Pim and McClure meeting


McClure was concerned about the fate of the vessel and was going to do everything possible to save him, but the examination of the health of the team, conducted by the doctor Kellett, excluded the fourth wintering. By order of the senior officer Kellett, the ship was abandoned, and the remaining part of the crew of McClur moved to Kellett’s ships, where she spent her fourth wintering ground. On August 26, 1854  by order of the expedition leader Belcher, all of his ships, with the exception of the "Northern Star", were abandoned. By the end of September  all the people returned to England. 
The abandonment of serviceable ships in the Arctic caused great displeasure in the Admiralty, and the leaders, Belcher, Kellett and McClure were brought to justice.McClure and Kellett were easily justified, just like the people who carried out the order. The court not only acquitted McClure, but also noted that “McClure, the officers and the “Explorer”team deserve the greatest praise for their zeal ...”. Returning the sword to McClure, the chairman said: “The court of the opinion that your leadership, subjected to the most difficult trials, was in all respects highly commendable and worthy ...”. 
Belcheru also managed to justify himself.

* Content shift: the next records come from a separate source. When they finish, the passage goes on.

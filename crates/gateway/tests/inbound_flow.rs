//! Channel fan-in and webhook trigger scenarios.

mod common;

use std::collections::HashMap;

use chrono::Utc;
use common::*;
use nexus_domain::webhook::{Webhook, WebhookEvent, WebhookStatus};
use nexus_gateway::inbound;
use nexus_gateway::inbound::channels::IntegrationConfig;
use nexus_gateway::webhook;
use uuid::Uuid;

#[tokio::test]
async fn inbound_message_creates_contact_session_and_reply() {
    let dir = tempfile::tempdir().unwrap();
    let state = test_state(dir.path()).await;
    state.projects.insert(test_project("P1", vec![])).await.unwrap();
    seed_layers(&state, "P1").await;

    state.channels.upsert(IntegrationConfig {
        id: Uuid::new_v4(),
        project_id: "P1".into(),
        channel: "whatsapp".into(),
        kind: "log".into(),
        delivery_url: None,
    });

    let provider = ScriptedProvider::new(vec![
        text_reply("Hi Ada!", 30, 5),
        text_reply("Still here.", 30, 5),
    ]);
    state.providers.register_custom(&test_provider_spec(), provider);

    let adapter = state.channels.resolve("P1", "whatsapp").unwrap();
    let first = adapter
        .parse_inbound(
            "P1",
            &serde_json::json!({
                "messageId": "wamid.1",
                "sender": "+15550001",
                "senderName": "Ada",
                "text": "hello",
            }),
        )
        .unwrap();

    let outcome = inbound::process(&state, first).await.unwrap();
    assert_eq!(outcome.response, "Hi Ada!");
    assert!(outcome.reply_delivered);

    // Contact and session exist and are linked.
    let contact = state.contacts.get(outcome.contact_id).await.unwrap();
    assert_eq!(contact.phone.as_deref(), Some("+15550001"));
    assert_eq!(contact.name.as_deref(), Some("Ada"));
    let session = state.sessions.get(outcome.session_id).await.unwrap();
    assert_eq!(
        session.metadata.get("contactId").and_then(|v| v.as_str()),
        Some(outcome.contact_id.to_string().as_str())
    );

    // A second message from the same sender reuses both.
    let second = adapter
        .parse_inbound(
            "P1",
            &serde_json::json!({
                "messageId": "wamid.2",
                "sender": "+15550001",
                "text": "are you there?",
            }),
        )
        .unwrap();
    let outcome2 = inbound::process(&state, second).await.unwrap();
    assert_eq!(outcome2.contact_id, outcome.contact_id);
    assert_eq!(outcome2.session_id, outcome.session_id);

    // Four messages in the shared session: two turns.
    assert_eq!(state.messages.count_for_session(outcome.session_id).await, 4);
}

#[tokio::test]
async fn webhook_trigger_expands_template_and_runs() {
    let dir = tempfile::tempdir().unwrap();
    let state = test_state(dir.path()).await;
    state.projects.insert(test_project("P1", vec![])).await.unwrap();
    seed_layers(&state, "P1").await;

    let provider = ScriptedProvider::new(vec![text_reply("Noted the deployment.", 25, 6)]);
    state.providers.register_custom(&test_provider_spec(), provider);

    let now = Utc::now();
    let hook = state
        .webhooks
        .insert(Webhook {
            id: Uuid::new_v4(),
            project_id: "P1".into(),
            agent_id: None,
            name: "deploys".into(),
            trigger_prompt: "Deployment {{status}} for {{repo.name}}".into(),
            secret_env_var: None,
            allowed_ips: vec![],
            status: WebhookStatus::Active,
            created_at: now,
            updated_at: now,
        })
        .await;

    let raw_body = r#"{"status":"success","repo":{"name":"nexus"}}"#;
    let result = webhook::process(
        &state,
        WebhookEvent {
            webhook_id: hook.id,
            payload: serde_json::from_str(raw_body).unwrap(),
            headers: HashMap::new(),
            raw_body: raw_body.into(),
            source_ip: None,
            received_at: Utc::now(),
        },
    )
    .await
    .unwrap();

    assert!(result.success);
    assert_eq!(result.response, "Noted the deployment.");

    // The session carries webhook provenance, and the expanded template
    // became the user message.
    let session = state.sessions.get(result.session_id).await.unwrap();
    assert_eq!(
        session.metadata.get("source").and_then(|v| v.as_str()),
        Some("webhook")
    );
    let messages = state.messages.list_by_session(result.session_id).await;
    assert_eq!(
        messages[0].content.extract_all_text(),
        "Deployment success for nexus"
    );
}

#[tokio::test]
async fn unknown_webhook_is_not_found() {
    let dir = tempfile::tempdir().unwrap();
    let state = test_state(dir.path()).await;

    let err = webhook::process(
        &state,
        WebhookEvent {
            webhook_id: Uuid::new_v4(),
            payload: serde_json::json!({}),
            headers: HashMap::new(),
            raw_body: "{}".into(),
            source_ip: None,
            received_at: Utc::now(),
        },
    )
    .await
    .unwrap_err();
    assert_eq!(err.status_code(), 404);
}
//! Prompt-layer versioning and activation.

use axum::extract::{Path, Query, State};
use axum::response::Response;
use axum::Json;
use serde::Deserialize;
use uuid::Uuid;

use nexus_domain::layer::LayerType;

use crate::state::AppState;

use super::{fail, ok, respond};

#[derive(Debug, Deserialize)]
#[serde(rename_all = "camelCase")]
pub struct CreateLayer {
    pub layer_type: LayerType,
    pub content: String,
    pub created_by: String,
    pub change_reason: String,
    /// Activate immediately (deactivating the current version).
    #[serde(default)]
    pub activate: bool,
}

pub async fn create(
    State(state): State<AppState>,
    Path(pid): Path<String>,
    Json(body): Json<CreateLayer>,
) -> Response {
    if let Err(e) = state.projects.get(&pid).await {
        return fail(e);
    }
    respond(
        state
            .layers
            .create(
                &pid,
                body.layer_type,
                body.content,
                body.created_by,
                body.change_reason,
                body.activate,
            )
            .await,
    )
}

#[derive(Debug, Deserialize)]
#[serde(rename_all = "camelCase")]
pub struct ListQuery {
    pub layer_type: Option<LayerType>,
}

pub async fn list(
    State(state): State<AppState>,
    Path(pid): Path<String>,
    Query(query): Query<ListQuery>,
) -> Response {
    ok(state.layers.list(&pid, query.layer_type).await)
}

pub async fn active(State(state): State<AppState>, Path(pid): Path<String>) -> Response {
    let active = state.layers.active_layers(&pid).await;
    let view: serde_json::Map<String, serde_json::Value> = active
        .into_iter()
        .map(|(lt, layer)| {
            (
                lt.as_str().to_string(),
                serde_json::to_value(layer).unwrap_or(serde_json::Value::Null),
            )
        })
        .collect();
    ok(view)
}

pub async fn activate(State(state): State<AppState>, Path(id): Path<Uuid>) -> Response {
    respond(state.layers.activate(id).await)
}
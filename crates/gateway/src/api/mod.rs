//! HTTP API — JSON over HTTP, every response shaped
//! `{success, data}` or `{success:false, error:{code,message,statusCode}}`.

pub mod approvals;
pub mod chat;
pub mod health;
pub mod integrations;
pub mod layers;
pub mod projects;
pub mod secrets;
pub mod sessions;
pub mod tasks;
pub mod traces;
pub mod webhooks;

use axum::http::StatusCode;
use axum::response::{IntoResponse, Json, Response};
use axum::routing::{delete, get, post};
use axum::Router;

use nexus_domain::error::Error;

use crate::state::AppState;

/// Build the full route table.
pub fn router(state: AppState) -> Router {
    Router::new()
        // Chat
        .route("/chat", post(chat::chat))
        .route("/chat/stream", post(chat::chat_stream))
        .route("/sessions/:id/cancel", post(chat::cancel))
        // Projects
        .route("/projects", get(projects::list).post(projects::create))
        .route(
            "/projects/:pid",
            get(projects::get).put(projects::update).delete(projects::remove),
        )
        // Prompt layers
        .route(
            "/projects/:pid/prompt-layers",
            get(layers::list).post(layers::create),
        )
        .route("/projects/:pid/prompt-layers/active", get(layers::active))
        .route("/prompt-layers/:id/activate", post(layers::activate))
        // Sessions
        .route("/projects/:pid/sessions", get(sessions::list))
        .route("/sessions/:id/messages", get(sessions::messages))
        // Traces
        .route("/traces/:id", get(traces::get))
        // Approvals
        .route("/approvals", get(approvals::list))
        .route("/approvals/:id", get(approvals::get))
        .route("/approvals/:id/resolve", post(approvals::resolve))
        // Scheduled tasks
        .route(
            "/projects/:pid/scheduled-tasks",
            get(tasks::list).post(tasks::create),
        )
        .route("/scheduled-tasks/:id", get(tasks::get).delete(tasks::remove))
        .route("/scheduled-tasks/:id/approve", post(tasks::approve))
        .route("/scheduled-tasks/:id/pause", post(tasks::pause))
        .route("/scheduled-tasks/:id/runs", get(tasks::runs))
        // Webhooks
        .route("/webhooks", post(webhooks::create))
        .route("/trigger/:webhook_id", post(webhooks::trigger))
        .route("/projects/:pid/webhooks", get(webhooks::list))
        .route("/projects/:pid/webhooks/:id/test", post(webhooks::test))
        // Inbound channel fan-in
        .route("/inbound/:pid/:channel", post(integrations::inbound))
        // Integrations
        .route(
            "/projects/:pid/integrations",
            get(integrations::list).post(integrations::upsert),
        )
        .route(
            "/projects/:pid/integrations/:channel",
            delete(integrations::remove),
        )
        // Secrets
        .route(
            "/projects/:pid/secrets",
            get(secrets::list).post(secrets::set),
        )
        .route(
            "/projects/:pid/secrets/:key",
            get(secrets::get).delete(secrets::remove),
        )
        // Cost status
        .route("/projects/:pid/cost", get(projects::cost_status))
        // Health
        .route("/health", get(health::health))
        .with_state(state)
}

/// Wrap a payload in the success envelope.
pub(crate) fn ok<T: serde::Serialize>(data: T) -> Response {
    Json(serde_json::json!({ "success": true, "data": data })).into_response()
}

/// Map a domain error to its HTTP status and error envelope.
pub(crate) fn fail(err: Error) -> Response {
    let status_code = err.status_code();
    let status =
        StatusCode::from_u16(status_code).unwrap_or(StatusCode::INTERNAL_SERVER_ERROR);
    (
        status,
        Json(serde_json::json!({
            "success": false,
            "error": {
                "code": err.code(),
                "message": err.to_string(),
                "statusCode": status_code,
            }
        })),
    )
        .into_response()
}

/// `Result` → envelope shortcut used by most handlers.
pub(crate) fn respond<T: serde::Serialize>(result: Result<T, Error>) -> Response {
    match result {
        Ok(data) => ok(data),
        Err(err) => fail(err),
    }
}

#[cfg(test)]
mod tests {
    use super::*;

    #[test]
    fn fail_maps_status_codes() {
        let resp = fail(Error::NotFound("x".into()));
        assert_eq!(resp.status(), StatusCode::NOT_FOUND);

        let resp = fail(Error::BudgetExceeded("x".into()));
        assert_eq!(resp.status(), StatusCode::TOO_MANY_REQUESTS);

        let resp = fail(Error::Unavailable("x".into()));
        assert_eq!(resp.status(), StatusCode::SERVICE_UNAVAILABLE);
    }
}
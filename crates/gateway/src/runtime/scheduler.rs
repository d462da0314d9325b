//! Scheduled-task dispatcher.
//!
//! A single tick loop queries due tasks (ascending `next_run_at`), claims
//! each with a CAS on `(id, last_run_at)`, and spawns an executor. Tasks
//! for the same project run serially; tasks across projects run
//! concurrently up to the worker pool. Each run gets its own session, a
//! timeout-wrapped cancel token, a per-run budget, and retry with
//! exponential backoff on transient failure.

use std::time::Duration;

use chrono::Utc;
use uuid::Uuid;

use nexus_domain::cancel::CancelToken;
use nexus_domain::error::Error;
use nexus_domain::session::Session;
use nexus_domain::task::{ScheduledTask, ScheduledTaskRun, TaskRunStatus};

use super::cron;
use super::runner::TurnOutcome;
use crate::state::AppState;
use crate::runtime::{execute_turn, TurnJob};

/// Base backoff between retry attempts; doubled per attempt.
const RETRY_BACKOFF_BASE: Duration = Duration::from_secs(2);

/// Spawn the dispatcher loop.
pub fn spawn(state: AppState) -> tokio::task::JoinHandle<()> {
    let tick_seconds = state.config.scheduler.tick_seconds.max(1);
    tokio::spawn(async move {
        let mut interval = tokio::time::interval(Duration::from_secs(tick_seconds));
        interval.set_missed_tick_behavior(tokio::time::MissedTickBehavior::Delay);
        loop {
            interval.tick().await;
            tick(&state).await;
        }
    })
}

/// One dispatcher pass: claim every due task and spawn its executor.
pub async fn tick(state: &AppState) {
    let now = Utc::now();
    let due = state.tasks.due_tasks(now).await;
    if due.is_empty() {
        return;
    }
    tracing::debug!(due = due.len(), "scheduler tick");

    for task in due {
        // The CAS on (id, last_run_at) prevents double-dispatch when a
        // slow executor overlaps the next tick; claiming also advances
        // next_run_at past the consumed window.
        let next = cron::cron_next(&task.cron_expression, &now);
        if !state.tasks.claim(task.id, task.last_run_at, now, next).await {
            continue;
        }
        let state = state.clone();
        tokio::spawn(async move {
            execute_task(state, task).await;
        });
    }
}

/// Run one claimed task to completion, including retries, then update
/// the run record and the task's schedule.
async fn execute_task(state: AppState, task: ScheduledTask) {
    let _worker = state
        .scheduler_pool
        .clone()
        .acquire_owned()
        .await
        .expect("scheduler pool semaphore is never closed");
    // Per-project serialization: one run at a time per tenant.
    let _project_lock = state
        .project_locks
        .acquire(&format!("project:{}", task.project_id))
        .await;

    let run = state.task_runs.insert(ScheduledTaskRun::new(task.id)).await;
    tracing::info!(task_id = %task.id, run_id = %run.id, name = %task.name, "task run starting");

    let mut attempt: u32 = 0;
    let outcome = loop {
        let started = Utc::now();
        let _ = state
            .task_runs
            .update(run.id, |r| {
                r.status = TaskRunStatus::Running;
                r.started_at = Some(started);
                r.retry_count = attempt;
            })
            .await;

        match run_task_once(&state, &task).await {
            Ok(turn) => break RunEnd::Completed(turn),
            Err(RunFailure::Timeout) => break RunEnd::Timeout,
            Err(RunFailure::Budget(message)) => break RunEnd::BudgetExceeded(message),
            Err(RunFailure::Other(e)) if attempt < task.max_retries => {
                let backoff = RETRY_BACKOFF_BASE * 2u32.saturating_pow(attempt);
                tracing::warn!(
                    task_id = %task.id,
                    attempt = attempt + 1,
                    max_retries = task.max_retries,
                    backoff_secs = backoff.as_secs(),
                    error = %e,
                    "task run failed, retrying"
                );
                tokio::time::sleep(backoff).await;
                attempt += 1;
            }
            Err(RunFailure::Other(e)) => break RunEnd::Failed(e.to_string()),
        }
    };

    finalize_run(&state, &task, run.id, outcome).await;
}

enum RunEnd {
    Completed(TurnOutcome),
    Timeout,
    BudgetExceeded(String),
    Failed(String),
}

enum RunFailure {
    Timeout,
    Budget(String),
    Other(Error),
}

/// One attempt: synthesized session, timeout-wrapped turn.
async fn run_task_once(state: &AppState, task: &ScheduledTask) -> Result<TurnOutcome, RunFailure> {
    let project = state
        .projects
        .get(&task.project_id)
        .await
        .map_err(RunFailure::Other)?;

    let session = state
        .sessions
        .insert(Session::new(
            &task.project_id,
            serde_json::json!({
                "source": "schedule",
                "taskId": task.id.to_string(),
            }),
        ))
        .await;

    let cancel = CancelToken::new();
    let effective_timeout = effective_timeout_ms(task);

    let job = TurnJob {
        project,
        session_id: session.id,
        raw_message: task.task_payload.message.clone(),
        per_run_budget_usd: task.budget_per_run_usd,
        max_turns_override: task.max_turns,
        cancel: Some(cancel.clone()),
        events: None,
    };

    let result = tokio::time::timeout(
        Duration::from_millis(effective_timeout),
        execute_turn(state, job),
    )
    .await;

    match result {
        Ok(Ok(outcome)) => Ok(outcome),
        Ok(Err(Error::BudgetExceeded(message))) => Err(RunFailure::Budget(message)),
        Ok(Err(e)) => Err(RunFailure::Other(e)),
        Err(_elapsed) => {
            // Abort the in-flight turn; the runner observes the token at
            // its next suspension point and fails its trace.
            cancel.cancel();
            Err(RunFailure::Timeout)
        }
    }
}

fn effective_timeout_ms(task: &ScheduledTask) -> u64 {
    let mut timeout = task.timeout_ms;
    if let Some(minutes) = task.max_duration_minutes {
        timeout = timeout.min(minutes as u64 * 60_000);
    }
    timeout.max(1)
}

/// Record the run outcome and recompute the task's next firing.
async fn finalize_run(state: &AppState, task: &ScheduledTask, run_id: Uuid, outcome: RunEnd) {
    let completed = Utc::now();
    let (status, success, error_message, turn) = match outcome {
        RunEnd::Completed(turn) => (TaskRunStatus::Completed, true, None, Some(turn)),
        RunEnd::Timeout => (
            TaskRunStatus::Timeout,
            false,
            Some(format!("run exceeded {}ms", effective_timeout_ms(task))),
            None,
        ),
        RunEnd::BudgetExceeded(message) => {
            (TaskRunStatus::BudgetExceeded, false, Some(message), None)
        }
        RunEnd::Failed(message) => (TaskRunStatus::Failed, false, Some(message), None),
    };

    let _ = state
        .task_runs
        .update(run_id, |r| {
            r.status = status;
            r.completed_at = Some(completed);
            r.duration_ms = r
                .started_at
                .map(|s| (completed - s).num_milliseconds().max(0) as u64);
            r.error_message = error_message.clone();
            if let Some(turn) = &turn {
                r.tokens_used = Some(turn.trace.total_tokens_used);
                r.cost_usd = Some(turn.trace.total_cost_usd);
                r.trace_id = Some(turn.trace.id);
                r.result = Some(truncate(&turn.response_text, 2000));
            }
        })
        .await;

    // next_run_at is recomputed from the cron regardless of the outcome:
    // a failed or timed-out run never stalls the schedule.
    let next = cron::cron_next(&task.cron_expression, &Utc::now());
    match state
        .tasks
        .record_run_outcome(task.id, next, success, error_message)
        .await
    {
        Ok(updated) => {
            tracing::info!(
                task_id = %task.id,
                run_id = %run_id,
                status = ?status,
                next_run_at = ?updated.next_run_at,
                task_status = ?updated.status,
                "task run finished"
            );
        }
        Err(e) => {
            tracing::warn!(task_id = %task.id, error = %e, "failed to record task outcome");
        }
    }
}

fn truncate(s: &str, max: usize) -> String {
    if s.len() <= max {
        s.to_string()
    } else {
        let mut end = max;
        while !s.is_char_boundary(end) && end > 0 {
            end -= 1;
        }
        format!("{}...", &s[..end])
    }
}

In the summer of 2014  the "Researcher" was found. During the expedition, which began on July 22, Canadian scientists scanned the bottom of the Bay of Mercy (Mersey) with the help of a sonar-sonar radar, and soon discovered a characteristic image of the ship's hull.

The vessel is under water on an even keel at a depth of 11 meters, its upper deck is eight meters under water. "It is in surprisingly good condition," says Marc-Henri Bernier, head of the Parks Canada Underwater Archeology Service.Very cold water helped keep it all".

Scientists do not plan to lift the ship to the surface. They intend to explore it with the help of underwater robots. Archaeologists also discovered three graves of expedition members who died of scurvy in April 1853, as well as fragments of a boat and the remains of a stockpile of supplies. 
McClure and his people were the first to pass by sea or on sea ice from the Pacific to the Atlantic and it was them who recognized by the discoveries of the Northwest Passage. A bonus of £ 10,000 due to them was paid, and McClure still received the nobility. The selected committee of the House of Commons noted that "the heroic deeds of McClure and his comrades, although they were not committed on the battlefield, by their courage can be equated to military exploits". British and French geographical societies awarded him gold medals. 
There were people trying to belittle the triumph of the discoverers by saying that the pioneers of the Northwest Passage could have been participants in the Franklin expedition.

Awarded the Order of the Bath. 
In subsequent years, McClure commanded the ship "Esk", played an important role in the Anglo-Chinese war, participated in the seizure of Canton. He became a rear admiral in 1867 and a vice admiral in 1873. In the same year  he died suddenly in London. Buried in the Kensal Green Cemetery. 
Islands off the northern coast of Canada. 
Cape in the north of the Banks Island in the Canadian Arctic Archipelago.

Cape on the island of Pandora east of the Prince of Wales Island in the Canadian Arctic Archipelago. 
Strait between the islands of Melville and Banks in the Canadian Arctic Archipelago. Opened by the expedition R. McClure in 1851.